[Start of Attachment]
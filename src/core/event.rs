//! Schedule events and cycle detections.
//!
//! Every dispatch appends a `ScheduleEvent`; the cycle detector consumes the
//! stream incrementally and emits a `CycleEvent` whenever a pathological
//! pattern is recognized. Both logs are append-only.

use chrono::{DateTime, Utc};
use serde::{Deserialize, Serialize};

use crate::agent::AgentRole;
use crate::Error;

/// Why a dispatch fired.
#[derive(Debug, Clone, Copy, PartialEq, Eq, Serialize, Deserialize)]
#[serde(rename_all = "snake_case")]
pub enum TriggerKind {
    /// Ordinary scheduled check-in.
    Normal,
    /// Unplanned dispatch reacting to a detected problem.
    Emergency,
    /// Dispatch attempting to restore a stuck or failed agent.
    Recovery,
}

impl TriggerKind {
    pub fn as_str(&self) -> &'static str {
        match self {
            TriggerKind::Normal => "normal",
            TriggerKind::Emergency => "emergency",
            TriggerKind::Recovery => "recovery",
        }
    }
}

impl std::fmt::Display for TriggerKind {
    fn fmt(&self, f: &mut std::fmt::Formatter<'_>) -> std::fmt::Result {
        write!(f, "{}", self.as_str())
    }
}

impl std::str::FromStr for TriggerKind {
    type Err = Error;

    fn from_str(s: &str) -> std::result::Result<Self, Self::Err> {
        match s {
            "normal" => Ok(TriggerKind::Normal),
            "emergency" => Ok(TriggerKind::Emergency),
            "recovery" => Ok(TriggerKind::Recovery),
            other => Err(Error::Validation(format!("Unknown trigger kind: {}", other))),
        }
    }
}

/// One entry in the append-only dispatch log.
#[derive(Debug, Clone, PartialEq, Serialize, Deserialize)]
pub struct ScheduleEvent {
    /// Store rowid; 0 until persisted.
    pub id: i64,
    pub project_id: String,
    pub agent_role: AgentRole,
    pub fired_at: DateTime<Utc>,
    /// Interval the dispatch asked for next, if recurring.
    pub interval_requested_secs: Option<u64>,
    pub trigger_kind: TriggerKind,
}

impl ScheduleEvent {
    pub fn new(
        project_id: &str,
        agent_role: AgentRole,
        interval_requested_secs: Option<u64>,
        trigger_kind: TriggerKind,
    ) -> Self {
        Self {
            id: 0,
            project_id: project_id.to_string(),
            agent_role,
            fired_at: Utc::now(),
            interval_requested_secs,
            trigger_kind,
        }
    }

    /// Key identifying the (project, agent) the event belongs to.
    pub fn target_key(&self) -> String {
        format!("{}:{}", self.project_id, self.agent_role)
    }
}

/// The pattern class a detection belongs to.
#[derive(Debug, Clone, Copy, PartialEq, Eq, Serialize, Deserialize)]
#[serde(rename_all = "snake_case")]
pub enum CycleKind {
    /// Same target rescheduled too many times in a short window.
    RapidReschedule,
    /// Same target firing at an identical interval with no state change.
    FixedIntervalLoop,
    /// Emergency and recovery dispatches alternating without a normal one.
    Oscillation,
    /// Agents blocking each other in the wait graph.
    DependencyCycle,
}

impl CycleKind {
    pub fn as_str(&self) -> &'static str {
        match self {
            CycleKind::RapidReschedule => "rapid_reschedule",
            CycleKind::FixedIntervalLoop => "fixed_interval_loop",
            CycleKind::Oscillation => "oscillation",
            CycleKind::DependencyCycle => "dependency_cycle",
        }
    }
}

impl std::fmt::Display for CycleKind {
    fn fmt(&self, f: &mut std::fmt::Formatter<'_>) -> std::fmt::Result {
        write!(f, "{}", self.as_str())
    }
}

/// Corrective action taken when a cycle was detected.
#[derive(Debug, Clone, PartialEq, Serialize, Deserialize)]
#[serde(rename_all = "snake_case", tag = "action")]
pub enum CycleAction {
    /// Pending duplicate tasks for the target were disabled.
    CancelledDuplicates { count: usize },
    /// The next interval was jittered away from the repeating value.
    JitteredInterval { from_secs: u64, to_secs: u64 },
    /// Auto-recovery stopped; a supervising role was told to look.
    Escalated { to: AgentRole },
    /// One blocking edge in the wait graph was cleared.
    ClearedEdge {
        blocked: AgentRole,
        blocker: AgentRole,
    },
}

/// A single cycle detection, persisted for audits.
#[derive(Debug, Clone, PartialEq, Serialize, Deserialize)]
pub struct CycleEvent {
    pub kind: CycleKind,
    pub project_id: String,
    /// Human-readable account of what was observed.
    pub evidence: String,
    pub action_taken: CycleAction,
    pub detected_at: DateTime<Utc>,
}

impl CycleEvent {
    pub fn new(
        kind: CycleKind,
        project_id: &str,
        evidence: &str,
        action_taken: CycleAction,
    ) -> Self {
        Self {
            kind,
            project_id: project_id.to_string(),
            evidence: evidence.to_string(),
            action_taken,
            detected_at: Utc::now(),
        }
    }
}

#[cfg(test)]
mod tests {
    use super::*;

    #[test]
    fn test_trigger_kind_roundtrip() {
        for kind in [
            TriggerKind::Normal,
            TriggerKind::Emergency,
            TriggerKind::Recovery,
        ] {
            let parsed: TriggerKind = kind.as_str().parse().unwrap();
            assert_eq!(parsed, kind);
        }
    }

    #[test]
    fn test_trigger_kind_unknown() {
        let result: Result<TriggerKind, _> = "panic".parse();
        assert!(result.is_err());
    }

    #[test]
    fn test_schedule_event_target_key() {
        let event = ScheduleEvent::new("billing", AgentRole::Tester, Some(300), TriggerKind::Normal);
        assert_eq!(event.target_key(), "billing:tester");
    }

    #[test]
    fn test_cycle_event_serialization() {
        let event = CycleEvent::new(
            CycleKind::FixedIntervalLoop,
            "billing",
            "3 consecutive dispatches at 300s",
            CycleAction::JitteredInterval {
                from_secs: 300,
                to_secs: 347,
            },
        );
        let json = serde_json::to_string(&event).unwrap();
        let parsed: CycleEvent = serde_json::from_str(&json).unwrap();
        assert_eq!(parsed, event);
    }

    #[test]
    fn test_cycle_kind_display() {
        assert_eq!(CycleKind::Oscillation.to_string(), "oscillation");
        assert_eq!(
            CycleKind::DependencyCycle.to_string(),
            "dependency_cycle"
        );
    }
}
[End of Attachment]
• _EXERCISE OBJECTIVE_
Isolate the lines above that contain the word "crate" and copy them.

• _ANSWER TO THIS EXERCISE_
use crate::agent::AgentRole;
use crate::Error;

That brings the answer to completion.